João Amílcar Salgado

terça-feira, 13 de setembro de 2016

CID VELOSO EM TRÊS CENÁRIOS
João Amílcar Salgado
MÓDULO ECGRÁFICO
Em 1962, os poucos clínicos que sabiam interpretar o eletrocardiograma e a radiografia cardíaca causavam inveja e, ao mesmo tempo, sonegavam os respectivos segredos aos aprendizes. Liderados pelo Razuk, providenciamos a vinda do Tranchesi e do Fujioka para nos assenhorearmos destes dois mistérios. Descobrimos que tudo o que o Tranchesi e o Fujioka sabiam o Elian e o Javert já sabiam, e a grande virtude desses paulistas eram os massetes interpretativos  que divulgavam.  O Tranchesi, da escola do Cabrera, enfatizava o lado vetorial do eletro, o que complicava a coisa. Aí é que entrou a criatividade do Cid Veloso. Ele criou um módulo de treinamento da maior simplicidade e rapidez - tornando obsoleto o excelente livro do Tranchesi. Qualquer um que manuseasse sua coleção didática - democraticamente aberta a todos - em seis meses já era um razoável intérprete. E coincidiu que foi lançada a primeira linha de aparelhos portáteis. Vários foram encomendados.  Um mandão da cardiologia recebeu a visita do revendedor, entusiasmado com o boom de venda. Quis saber onde era o ninho dos que ameaçavam sua reserva de mercado. Chegou à sala do Cid acompanhado do Galizzi e do Elian que o viram espinafrar o imperturbável recém-formado. Gritou ao Cid: você é um fedelho e dependendo de mim nem título de cardiologista terá. O Elian e o Galizzi  retiraram o vociferante dali e lhe explicaram que aquele lugar era uma universidade e nela nenhuma censura teria cabimento.

LESÃO DA PONTA
Em 1963, houve entusiasmo com a descoberta do padrão eletrocardiográfico da chamada lesão de ponta, própria do coração chagásico.  Todos a elogiavam, mas Cid Veloso fez reparo ao método da pesquisa, pois o autor se limitara a examinar unilateralmente os registros dos pacientes falecidos com a lesão. Dois cardiologistas ex-professores do Cid, o recriminaram fortemente. Galizzi pediu ao jovem que respondesse àquelas duras palavras, e este, com a serenidade que lhe é peculiar, surpreendeu a todos. Disse que a resposta não poderia ser expressa ali, mas estava guardada nos arquivos do Bogliolo.
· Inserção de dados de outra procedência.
//! Per-run outcome of the batch tools
//!
//! A batch keeps going when a single file fails; the failure is logged and
//! recorded here so the caller can decide on the exit status.

use std::fmt;
use std::path::{Path, PathBuf};

use serde::Serialize;
use tracing::warn;

/// A file the batch could not process
#[derive(Debug, Clone, PartialEq, Eq, Serialize)]
pub struct Failure {
    pub path: PathBuf,
    pub error: String,
}

/// Files written, skipped and failed during one run
#[derive(Debug, Clone, Default, PartialEq, Eq, Serialize)]
pub struct BatchReport {
    /// Files looked at
    pub processed: usize,
    /// Files produced or rewritten
    pub written: Vec<PathBuf>,
    pub failures: Vec<Failure>,
}

impl BatchReport {
    pub fn new() -> Self {
        Self::default()
    }

    pub fn record_written(&mut self, path: impl Into<PathBuf>) {
        self.written.push(path.into());
    }

    /// Record and log a failure for `path`
    pub fn record_failure(&mut self, path: &Path, error: impl fmt::Display) {
        warn!(path = %path.display(), error = %error, "Failed to process file");
        self.failures.push(Failure {
            path: path.to_path_buf(),
            error: error.to_string(),
        });
    }

    pub fn is_success(&self) -> bool {
        self.failures.is_empty()
    }
}

impl fmt::Display for BatchReport {
    fn fmt(&self, f: &mut fmt::Formatter<'_>) -> fmt::Result {
        write!(
            f,
            "{} processed, {} written, {} failed",
            self.processed,
            self.written.len(),
            self.failures.len()
        )
    }
}
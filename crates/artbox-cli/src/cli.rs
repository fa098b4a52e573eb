//! Command-line interface for the artbox utility
//!
//! One subcommand per tool; defaults match the library option structs.

use anyhow::{anyhow, Context, Result};
use clap::{ArgAction, Parser, Subcommand};
use std::fs;
use std::path::PathBuf;

use artbox::core::logging::init_logging;
use artbox::svg::{fix_svg_tree, DEFAULT_VECTOR_DIR};
use artbox::tools::{
    self, CollageOptions, InkscapeCommand, SheetOptions, ThumbsOptions, TwitterifyOptions,
    UpdateOptions,
};
use artbox::{BatchReport, Size};

/// Artbox - maintenance tools for an artwork repository
#[derive(Parser)]
#[command(name = "artbox")]
#[command(about = "Collages, thumbnails, sprite sheets and SVG cleanup for artwork repositories")]
#[command(version = env!("CARGO_PKG_VERSION"))]
#[command(author = env!("CARGO_PKG_AUTHORS"))]
pub struct Cli {
    #[command(subcommand)]
    pub command: Commands,

    /// Enable verbose output
    #[arg(short, long, global = true)]
    pub verbose: bool,

    /// Set log level (trace|debug|info|warn|error)
    #[arg(long, value_enum, global = true, default_value_t = LogLevel::Info)]
    pub log_level: LogLevel,

    /// Set log format (compact|pretty|json)
    #[arg(long, value_enum, global = true, default_value_t = LogFormat::Compact)]
    pub log_format: LogFormat,
}

/// Log level options
#[derive(Copy, Clone, Debug, clap::ValueEnum, PartialEq, Eq)]
pub enum LogLevel {
    Trace,
    Debug,
    Info,
    Warn,
    Error,
}

impl LogLevel {
    pub fn as_str(&self) -> &'static str {
        match self {
            LogLevel::Trace => "trace",
            LogLevel::Debug => "debug",
            LogLevel::Info => "info",
            LogLevel::Warn => "warn",
            LogLevel::Error => "error",
        }
    }
}

/// Log format options
#[derive(Copy, Clone, Debug, clap::ValueEnum, PartialEq, Eq)]
pub enum LogFormat {
    Compact,
    Pretty,
    Json,
}

impl LogFormat {
    pub fn as_str(&self) -> &'static str {
        match self {
            LogFormat::Compact => "compact",
            LogFormat::Pretty => "pretty",
            LogFormat::Json => "json",
        }
    }
}

#[derive(Subcommand)]
pub enum Commands {
    /// Lay out every image of a directory in a grid
    Collage {
        /// Directory to scan recursively
        #[arg(default_value = ".")]
        dir: PathBuf,

        /// Images per row
        #[arg(long, default_value_t = 8)]
        columns: usize,

        /// Cell size in pixels
        #[arg(long, default_value_t = 128)]
        cell: u32,

        /// Skip images smaller than this on either side
        #[arg(long, default_value_t = 64)]
        min_side: u32,

        /// Output image (.png or .jpg)
        #[arg(short, long, default_value = "collage.jpg")]
        output: PathBuf,

        /// Place images in random order instead of path order
        #[arg(long)]
        shuffle: bool,
    },

    /// Write JPEG thumbnails mirroring a directory tree
    Thumbs {
        /// Directory to scan recursively
        #[arg(default_value = ".")]
        dir: PathBuf,

        /// Long side of each thumbnail in pixels
        #[arg(long, default_value_t = 128)]
        cell: u32,

        /// Output directory
        #[arg(short, long, default_value = ".thumb")]
        output: PathBuf,
    },

    /// Split an Aseprite sprite sheet into one PNG per tag
    SplitSheet {
        /// Sheet image
        sheet: PathBuf,

        /// Atlas JSON exported next to the sheet
        atlas: PathBuf,

        /// Output directory
        #[arg(short, long, default_value = ".")]
        out: PathBuf,

        /// Keep transparency (pass `false` to flatten onto white)
        #[arg(long, action = ArgAction::Set, default_value_t = true)]
        transparent: bool,

        /// File name prefix
        #[arg(long, default_value = "gopher")]
        prefix: String,
    },

    /// Give fully transparent pixels one background color
    NormalizeAlpha {
        /// Glob of PNG files, e.g. "art/**/*.png"
        pattern: String,
    },

    /// Flatten single-stop gradients and prune dead definitions
    FixSvgStyle {
        /// Directory to scan recursively
        #[arg(default_value = DEFAULT_VECTOR_DIR)]
        dir: PathBuf,
    },

    /// Pad a PNG or GIF to a minimum canvas
    Twitterify {
        /// Input .png or .gif
        input: PathBuf,

        /// Output file
        output: PathBuf,

        /// Minimum width
        #[arg(long, default_value_t = 506)]
        width: u32,

        /// Minimum height
        #[arg(long, default_value_t = 128)]
        height: u32,

        /// How many times GIF frames are repeated
        #[arg(long, default_value_t = 3)]
        repeat: usize,

        /// Keep the padding transparent
        #[arg(long)]
        transparent: bool,

        /// Duplicate every GIF frame at half delay
        #[arg(long)]
        duplicate: bool,

        /// Override frame delay, in centiseconds
        #[arg(long, default_value_t = 0)]
        duration: u32,
    },

    /// Regenerate gallery thumbnails and README.md
    Update {
        /// Gallery root containing vector/ and sketch/
        #[arg(long, default_value = ".")]
        root: PathBuf,

        /// File whose content replaces the README header
        #[arg(long)]
        header: Option<PathBuf>,

        /// Add a title above every folder
        #[arg(long)]
        titles: bool,

        /// One collage per sketch folder instead of thumbnails
        #[arg(long)]
        sketch_collages: bool,

        /// Program used to export SVG thumbnails
        #[arg(long, default_value = "inkscape")]
        inkscape: PathBuf,
    },

    /// Show available tools
    Tools {
        /// Show in JSON format
        #[arg(long)]
        json: bool,
    },
}

/// Main CLI application
#[derive(Default)]
pub struct ArtboxApp;

impl ArtboxApp {
    pub fn new() -> Self {
        Self
    }

    /// Run the application with the given CLI arguments
    pub fn run(&mut self, cli: Cli) -> Result<()> {
        // Environment variables take precedence over flags
        let log_level_str = std::env::var("ARTBOX_LOG_LEVEL")
            .ok()
            .or_else(|| std::env::var("RUST_LOG").ok())
            .or_else(|| Some(cli.log_level.as_str().to_string()));

        let log_format_str = std::env::var("ARTBOX_LOG_FORMAT")
            .ok()
            .or_else(|| Some(cli.log_format.as_str().to_string()));

        if let Err(e) = init_logging(log_level_str.as_deref(), log_format_str.as_deref()) {
            eprintln!("Warning: Failed to initialize logging: {}", e);
        }

        if cli.verbose {
            eprintln!("Artbox v{}", env!("CARGO_PKG_VERSION"));
        }

        self.dispatch(cli.command, cli.verbose)
    }

    fn dispatch(&mut self, command: Commands, verbose: bool) -> Result<()> {
        match command {
            Commands::Collage {
                dir,
                columns,
                cell,
                min_side,
                output,
                shuffle,
            } => {
                let options = CollageOptions {
                    columns,
                    cell,
                    min_side,
                    output,
                    shuffle,
                };
                let collage = tools::make_collage(&dir, &options)?;
                if verbose {
                    eprintln!("Placed {} images", collage.links.len());
                }
                println!("{}", collage.output.display());
                Ok(())
            }
            Commands::Thumbs { dir, cell, output } => {
                let report = tools::make_thumbs(&dir, &ThumbsOptions { cell, output })?;
                Self::finish(report, verbose)
            }
            Commands::SplitSheet {
                sheet,
                atlas,
                out,
                transparent,
                prefix,
            } => {
                let options = SheetOptions {
                    transparent,
                    prefix,
                };
                for path in tools::split_sheet(&sheet, &atlas, &out, &options)? {
                    println!("{}", path.display());
                }
                Ok(())
            }
            Commands::NormalizeAlpha { pattern } => {
                Self::finish(tools::normalize_alpha(&pattern)?, verbose)
            }
            Commands::FixSvgStyle { dir } => Self::finish(fix_svg_tree(&dir)?, verbose),
            Commands::Twitterify {
                input,
                output,
                width,
                height,
                repeat,
                transparent,
                duplicate,
                duration,
            } => {
                let options = TwitterifyOptions {
                    min_size: Size::new(width, height),
                    repeat,
                    transparent,
                    duplicate,
                    duration,
                };
                tools::twitterify(&input, &output, &options)?;
                println!("{}", output.display());
                Ok(())
            }
            Commands::Update {
                root,
                header,
                titles,
                sketch_collages,
                inkscape,
            } => {
                let mut options = UpdateOptions {
                    root,
                    with_titles: titles,
                    sketch_collages,
                    ..UpdateOptions::default()
                };
                if let Some(header) = header {
                    options.header = fs::read_to_string(&header)
                        .with_context(|| format!("Failed to read header {}", header.display()))?;
                }
                let rasterizer = InkscapeCommand { program: inkscape };
                let readme = tools::update_readme(&options, &rasterizer)?;
                println!("{}", readme.display());
                Ok(())
            }
            Commands::Tools { json } => self.tools_command(json, verbose),
        }
    }

    /// Print the summary of a batch; any failed file is an error
    fn finish(report: BatchReport, verbose: bool) -> Result<()> {
        if verbose {
            for path in &report.written {
                eprintln!("wrote {}", path.display());
            }
        }
        println!("{}", report);

        if report.is_success() {
            Ok(())
        } else {
            Err(anyhow!("{} file(s) failed", report.failures.len()))
        }
    }

    /// Handle the tools command
    fn tools_command(&self, json: bool, verbose: bool) -> Result<()> {
        if verbose {
            eprintln!("Listing available tools");
        }

        let catalog = tools::catalog();
        if json {
            let listing = serde_json::json!({
                "tools": catalog,
                "total": catalog.len(),
            });
            println!("{}", serde_json::to_string_pretty(&listing)?);
        } else {
            println!("Available tools:");
            for tool in catalog {
                println!("  {:<16} - {}", tool.name, tool.description);
            }
            println!();
            println!("Total: {} tools", catalog.len());
        }

        Ok(())
    }
}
E foi então que o Cid Veloso, apoiado pelo Arnaldo Elian e por mim, fez a investigação recíproca: procurar o tal padrão na coleção de registros e separar aqueles de pacientes falecidos. Daí partiu para o arquivo anatômico e não encontrou a completa correspondência entre o padrão e a lesão. A pesquisa saiu nos Arquivos Brasileiros de Cardiologia (1964, 17, 505-18). Em reunião geral de todas as cadeiras de Clínica Médica, o temido e avaro professor Osvaldo de Melo Campos, que nunca fora ouvido elogiar alguém e nunca dera nota máxima em qualquer concurso, apareceu com a separata desta investigação nas mãos  e, antes de qualquer coisa, a exibiu dizendo: esta é a tese de doutorado para a qual eu daria nota dez. E foi assim que Melo Campos concedeu pessoalmente ao jovem Cid o título de cientista.

BISPO TUTU

              Em 21-5-1987, o bispo Tutu recebeu o título de professor honoris causa  da UFMG. Em reunião na reitoria, discutimos a programação da visita dele à Universidade e quando levantamos a possibilidade de, na oportunidade, dar-lhe o título honoris causa, houve nítida reação de desagrado de boa parte dos presentes, que inclusive deram a desculpa de que havia uma burocracia a ser cumprida e que não daria tempo. Alguém disse: será que esse preto merece tão alto título? Pois bem, foi uma das coisas mais emotivas que aconteceu nesta instituição. No gabinete da reitoria, saboreávamos o coquetel de recepção, quando todos fomos para as janelas, pois iniciava-se vibrante batuque, executado uníssono, ali no pátio em frente, por quase todos os grupos de congado de Minas. A seguir descemos para diante de um palanque. Nele o bispo Tutu, acompanhado de padres negros e mulatos, e também de oficiantes  de várias religiões, concelebrou arrepiante Missa Conga. Só mesmo Cid Veloso, o primeiro reitor federal eleito pelo voto direto, poderia ter-nos brindado com tão inesquecível cena.